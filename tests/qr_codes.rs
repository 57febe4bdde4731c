mod common;

use axum::{
    body::Body,
    http::{Request, StatusCode},
};
use bytes::Bytes;
use carousel_admin::{
    AppState,
    errors::{AppError, ErrorKind},
    manager::{MAX_QR_FILE_BYTES, QrCodeBackend, QrCodeManager},
    models::{
        object::UploadOptions,
        qr_code::{NewQrCode, QrCode},
        upload::UploadedFile,
    },
};
use common::*;
use std::sync::atomic::{AtomicUsize, Ordering};
use uuid::Uuid;

fn png(name: &str, len: usize) -> UploadedFile {
    UploadedFile::new(name, Some("image/png".to_string()), fake_png(len))
}

async fn manager_with(app: &TestApp) -> QrCodeManager<AppState> {
    let mut manager = QrCodeManager::new(app.state.clone());
    manager.refresh().await.expect("initial list");
    manager
}

async fn upload(manager: &mut QrCodeManager<AppState>, name: &str) -> QrCode {
    manager.select_file(png("qr.png", 1024)).expect("select");
    manager.set_name(name);
    manager.upload().await.expect("upload")
}

#[tokio::test]
async fn first_upload_is_active_and_second_is_not() {
    let app = TestApp::new().await;
    let mut manager = manager_with(&app).await;

    manager
        .select_file(png("payment.PNG", 2 * 1024 * 1024))
        .unwrap();
    manager.set_name("  Payment QR ");
    let payment = manager.upload().await.unwrap();
    assert!(payment.is_active);
    assert_eq!(payment.name, "Payment QR");
    assert!(payment.image_url.starts_with(PUBLIC_BASE_URL));
    assert!(payment.image_url.ends_with(".png"));

    // form fields reset and the list was re-fetched
    assert!(manager.selected_file.is_none());
    assert!(manager.name.is_empty());
    assert!(manager.success.is_some());
    assert_eq!(manager.codes.len(), 1);

    manager.select_file(png("backup.png", 512)).unwrap();
    manager.set_name("Backup QR");
    let backup = manager.upload().await.unwrap();
    assert!(!backup.is_active);

    assert_eq!(manager.codes.len(), 2);
    assert_eq!(manager.codes[0].id, backup.id, "newest first");
    assert_eq!(manager.active().map(|c| c.id), Some(payment.id));
    assert_eq!(app.count("objects").await, 2);
}

#[tokio::test]
async fn toggling_moves_the_single_active_flag() {
    let app = TestApp::new().await;
    let mut manager = manager_with(&app).await;
    let a = upload(&mut manager, "A").await;
    let b = upload(&mut manager, "B").await;
    assert!(a.is_active);

    manager.toggle_active(b.id).await.unwrap();

    let active: Vec<Uuid> = manager
        .codes
        .iter()
        .filter(|c| c.is_active)
        .map(|c| c.id)
        .collect();
    assert_eq!(active, vec![b.id]);

    // toggling the already active row keeps exactly one active
    manager.toggle_active(b.id).await.unwrap();
    assert_eq!(manager.codes.iter().filter(|c| c.is_active).count(), 1);
}

#[tokio::test]
async fn toggling_unknown_id_keeps_current_active() {
    let app = TestApp::new().await;
    let mut manager = manager_with(&app).await;
    let a = upload(&mut manager, "A").await;

    let err = manager.toggle_active(Uuid::new_v4()).await.unwrap_err();
    assert_eq!(err.kind, ErrorKind::NotFound);
    assert!(manager.error.is_some());

    manager.refresh().await.unwrap();
    assert_eq!(manager.active().map(|c| c.id), Some(a.id));
}

#[tokio::test]
async fn delete_removes_exactly_that_row() {
    let app = TestApp::new().await;
    let mut manager = manager_with(&app).await;
    let a = upload(&mut manager, "A").await;
    let b = upload(&mut manager, "B").await;

    let deleted = manager.delete(a.id, &|_: &str| true).await.unwrap();
    assert!(deleted);
    assert_eq!(manager.codes.len(), 1);
    assert_eq!(manager.codes[0].id, b.id);
    assert_eq!(app.count("qr_codes").await, 1);
}

#[tokio::test]
async fn declined_delete_does_nothing() {
    let app = TestApp::new().await;
    let mut manager = manager_with(&app).await;
    let a = upload(&mut manager, "A").await;

    let deleted = manager.delete(a.id, &|_: &str| false).await.unwrap();
    assert!(!deleted);
    assert_eq!(app.count("qr_codes").await, 1);
}

#[tokio::test]
async fn download_points_at_the_stored_object() {
    let app = TestApp::new().await;
    let mut manager = manager_with(&app).await;
    let code = upload(&mut manager, "Payment QR").await;

    let link = manager.download(&code);
    assert_eq!(link.href, code.image_url);
    assert_eq!(link.file_name, "Payment QR.png");

    let path = code.image_url.trim_start_matches(PUBLIC_BASE_URL);
    let response = app
        .send(Request::get(path).body(Body::empty()).unwrap())
        .await;
    assert_eq!(response.status(), StatusCode::OK);
}

#[tokio::test]
async fn inserting_an_active_row_clears_the_previous_one() {
    let app = TestApp::new().await;
    let first = app
        .state
        .qr_codes
        .insert(NewQrCode {
            name: "first".into(),
            image_url: "u1".into(),
            is_active: true,
        })
        .await
        .unwrap();
    let second = app
        .state
        .qr_codes
        .insert(NewQrCode {
            name: "second".into(),
            image_url: "u2".into(),
            is_active: true,
        })
        .await
        .unwrap();

    let codes = app.state.qr_codes.list().await.unwrap();
    let active: Vec<Uuid> = codes.iter().filter(|c| c.is_active).map(|c| c.id).collect();
    assert_eq!(active, vec![second.id]);
    assert!(codes.iter().any(|c| c.id == first.id && !c.is_active));
}

#[tokio::test]
async fn http_surface_creates_activates_and_deletes() {
    let app = TestApp::new().await;
    let data = fake_png(64);

    let mut ids = Vec::new();
    for name in ["Payment QR", "Backup QR"] {
        let response = app
            .send(multipart_request(
                "/api/qr-codes",
                &[
                    Part::Text("name", name),
                    Part::File {
                        field: "file",
                        file_name: "code.png",
                        content_type: "image/png",
                        data: &data,
                    },
                ],
            ))
            .await;
        let (status, body) = json_body(response).await;
        assert_eq!(status, StatusCode::CREATED);
        assert_eq!(body["is_active"], name == "Payment QR");
        ids.push(body["id"].as_str().unwrap().to_string());
    }

    let response = app
        .send(
            Request::post(format!("/api/qr-codes/{}/activate", ids[1]))
                .body(Body::empty())
                .unwrap(),
        )
        .await;
    let (status, body) = json_body(response).await;
    assert_eq!(status, StatusCode::OK);
    assert_eq!(body["is_active"], true);

    let response = app
        .send(
            Request::delete(format!("/api/qr-codes/{}", ids[0]))
                .body(Body::empty())
                .unwrap(),
        )
        .await;
    assert_eq!(response.status(), StatusCode::NO_CONTENT);

    let response = app
        .send(Request::get("/api/qr-codes").body(Body::empty()).unwrap())
        .await;
    let (_, body) = json_body(response).await;
    let listed = body.as_array().unwrap();
    assert_eq!(listed.len(), 1);
    assert_eq!(listed[0]["id"].as_str().unwrap(), ids[1]);

    let response = app
        .send(
            Request::delete(format!("/api/qr-codes/{}", ids[0]))
                .body(Body::empty())
                .unwrap(),
        )
        .await;
    assert_eq!(response.status(), StatusCode::NOT_FOUND);
}

#[tokio::test]
async fn http_create_requires_a_name() {
    let app = TestApp::new().await;
    let response = app
        .send(multipart_request(
            "/api/qr-codes",
            &[
                Part::Text("name", "   "),
                Part::File {
                    field: "file",
                    file_name: "code.png",
                    content_type: "image/png",
                    data: b"png",
                },
            ],
        ))
        .await;
    assert_eq!(response.status(), StatusCode::BAD_REQUEST);
    assert_eq!(app.count("qr_codes").await, 0);
}

/// Backend that counts each operation and fails those not switched on.
#[derive(Default)]
struct CountingBackend {
    uploads_succeed: bool,
    inserts_succeed: bool,
    lists_succeed: bool,
    uploads: AtomicUsize,
    inserts: AtomicUsize,
    lists: AtomicUsize,
    deletes: AtomicUsize,
    activations: AtomicUsize,
}

impl CountingBackend {
    fn calls(&self) -> usize {
        [
            &self.uploads,
            &self.inserts,
            &self.lists,
            &self.deletes,
            &self.activations,
        ]
        .iter()
        .map(|counter| counter.load(Ordering::SeqCst))
        .sum()
    }

    fn count(counter: &AtomicUsize, succeed: bool) -> Result<(), AppError> {
        counter.fetch_add(1, Ordering::SeqCst);
        if succeed {
            Ok(())
        } else {
            Err(AppError::database("unavailable"))
        }
    }
}

fn loaded(counter: &AtomicUsize) -> usize {
    counter.load(Ordering::SeqCst)
}

impl QrCodeBackend for CountingBackend {
    async fn list_qr_codes(&self) -> Result<Vec<QrCode>, AppError> {
        Self::count(&self.lists, self.lists_succeed)?;
        Ok(Vec::new())
    }

    async fn upload_object(
        &self,
        _bucket: &str,
        _key: &str,
        _data: Bytes,
        _options: UploadOptions,
    ) -> Result<(), AppError> {
        Self::count(&self.uploads, self.uploads_succeed)
    }

    fn public_url(&self, bucket: &str, key: &str) -> String {
        format!("{PUBLIC_BASE_URL}/objects/{bucket}/{key}")
    }

    async fn insert_qr_code(&self, new: NewQrCode) -> Result<QrCode, AppError> {
        Self::count(&self.inserts, self.inserts_succeed)?;
        let now = chrono::Utc::now();
        Ok(QrCode {
            id: Uuid::new_v4(),
            name: new.name,
            image_url: new.image_url,
            is_active: new.is_active,
            created_at: now,
            updated_at: now,
        })
    }

    async fn delete_qr_code(&self, _id: Uuid) -> Result<(), AppError> {
        Self::count(&self.deletes, false)
    }

    async fn activate_qr_code(&self, _id: Uuid) -> Result<(), AppError> {
        Self::count(&self.activations, false)
    }
}

fn cached_code(name: &str) -> QrCode {
    let now = chrono::Utc::now();
    QrCode {
        id: Uuid::new_v4(),
        name: name.into(),
        image_url: "u".into(),
        is_active: true,
        created_at: now,
        updated_at: now,
    }
}

#[tokio::test]
async fn oversized_or_non_image_files_are_rejected_locally() {
    let mut manager = QrCodeManager::new(CountingBackend::default());

    let err = manager
        .select_file(png("huge.png", MAX_QR_FILE_BYTES + 1))
        .unwrap_err();
    assert_eq!(err.kind, ErrorKind::InvalidInput);
    assert!(manager.selected_file.is_none());
    assert!(manager.error.is_some());

    let pdf = UploadedFile::new("menu.pdf", Some("application/pdf".into()), vec![1u8; 10]);
    let err = manager.select_file(pdf).unwrap_err();
    assert_eq!(err.kind, ErrorKind::InvalidInput);
    assert!(manager.selected_file.is_none());

    let untyped = UploadedFile::new("mystery.png", None, vec![1u8; 10]);
    assert!(manager.select_file(untyped).is_err());

    // exactly at the limit is fine
    manager
        .select_file(png("edge.png", MAX_QR_FILE_BYTES))
        .unwrap();
    assert!(manager.selected_file.is_some());
    assert!(manager.error.is_none());

    assert_eq!(manager.backend().calls(), 0);
}

#[tokio::test]
async fn upload_needs_file_and_name_before_any_call() {
    let mut manager = QrCodeManager::new(CountingBackend::default());

    manager.set_name("Payment QR");
    let err = manager.upload().await.unwrap_err();
    assert_eq!(err.kind, ErrorKind::MissingInput);

    manager.select_file(png("qr.png", 10)).unwrap();
    manager.set_name("   ");
    let err = manager.upload().await.unwrap_err();
    assert_eq!(err.kind, ErrorKind::MissingInput);
    assert!(manager.error.is_some());

    assert_eq!(manager.backend().calls(), 0);
}

#[tokio::test]
async fn failed_upload_keeps_form_and_stops_early() {
    let mut manager = QrCodeManager::new(CountingBackend::default());
    manager.select_file(png("qr.png", 10)).unwrap();
    manager.set_name("Payment QR");

    let err = manager.upload().await.unwrap_err();
    assert_eq!(err.kind, ErrorKind::Database);
    // storage rejected it, so insert and reload never ran
    assert_eq!(manager.backend().calls(), 1);
    assert!(manager.selected_file.is_some());
    assert_eq!(manager.name, "Payment QR");
    assert!(!manager.uploading);
    assert!(manager.error.is_some());
    assert!(manager.success.is_none());
}

#[tokio::test]
async fn failed_refresh_keeps_previous_list() {
    let mut manager = QrCodeManager::new(CountingBackend::default());
    manager.codes = vec![cached_code("cached")];

    assert!(manager.refresh().await.is_err());
    assert_eq!(manager.codes.len(), 1);
    assert!(!manager.loading);
    assert!(manager.error.is_some());
}

#[tokio::test]
async fn failed_insert_after_stored_image_keeps_form_and_skips_reload() {
    let mut manager = QrCodeManager::new(CountingBackend {
        uploads_succeed: true,
        ..Default::default()
    });
    manager.select_file(png("qr.png", 10)).unwrap();
    manager.set_name("Payment QR");

    let err = manager.upload().await.unwrap_err();
    assert_eq!(err.kind, ErrorKind::Database);
    let backend = manager.backend();
    assert_eq!(loaded(&backend.uploads), 1);
    assert_eq!(loaded(&backend.inserts), 1);
    assert_eq!(loaded(&backend.lists), 0);
    assert!(manager.selected_file.is_some());
    assert_eq!(manager.name, "Payment QR");
    assert!(!manager.uploading);
    assert!(manager.error.is_some());
    assert!(manager.success.is_none());
}

#[tokio::test]
async fn failed_delete_leaves_the_list_alone() {
    let mut manager = QrCodeManager::new(CountingBackend::default());
    let kept = cached_code("kept");
    let id = kept.id;
    manager.codes = vec![kept];

    let err = manager.delete(id, &|_: &str| true).await.unwrap_err();
    assert_eq!(err.kind, ErrorKind::Database);
    assert_eq!(manager.codes.len(), 1);
    assert_eq!(manager.codes[0].id, id);
    assert!(manager.error.is_some());
    assert!(manager.success.is_none());
    assert_eq!(loaded(&manager.backend().deletes), 1);
    assert_eq!(manager.backend().calls(), 1);
}

#[tokio::test]
async fn failed_reload_after_upload_keeps_the_success_message() {
    let mut manager = QrCodeManager::new(CountingBackend {
        uploads_succeed: true,
        inserts_succeed: true,
        ..Default::default()
    });
    manager.select_file(png("qr.PNG?v=1", 10)).unwrap();
    manager.set_name("Payment QR");

    let code = manager.upload().await.unwrap();
    assert!(code.is_active);
    assert!(!code.image_url.contains('?'), "got {}", code.image_url);
    assert!(manager.success.is_some());
    assert!(manager.error.is_some());
    assert!(!manager.loading);
    assert!(manager.selected_file.is_none());
    assert!(manager.name.is_empty());
    assert_eq!(loaded(&manager.backend().lists), 1);
}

**Task statement:**
Which lines contain "counter"? Copy each of them from the listing.

**Solution to this exercise:**
        .map(|counter| counter.load(Ordering::SeqCst))
    fn count(counter: &AtomicUsize, succeed: bool) -> Result<(), AppError> {
        counter.fetch_add(1, Ordering::SeqCst);
fn loaded(counter: &AtomicUsize) -> usize {
    counter.load(Ordering::SeqCst)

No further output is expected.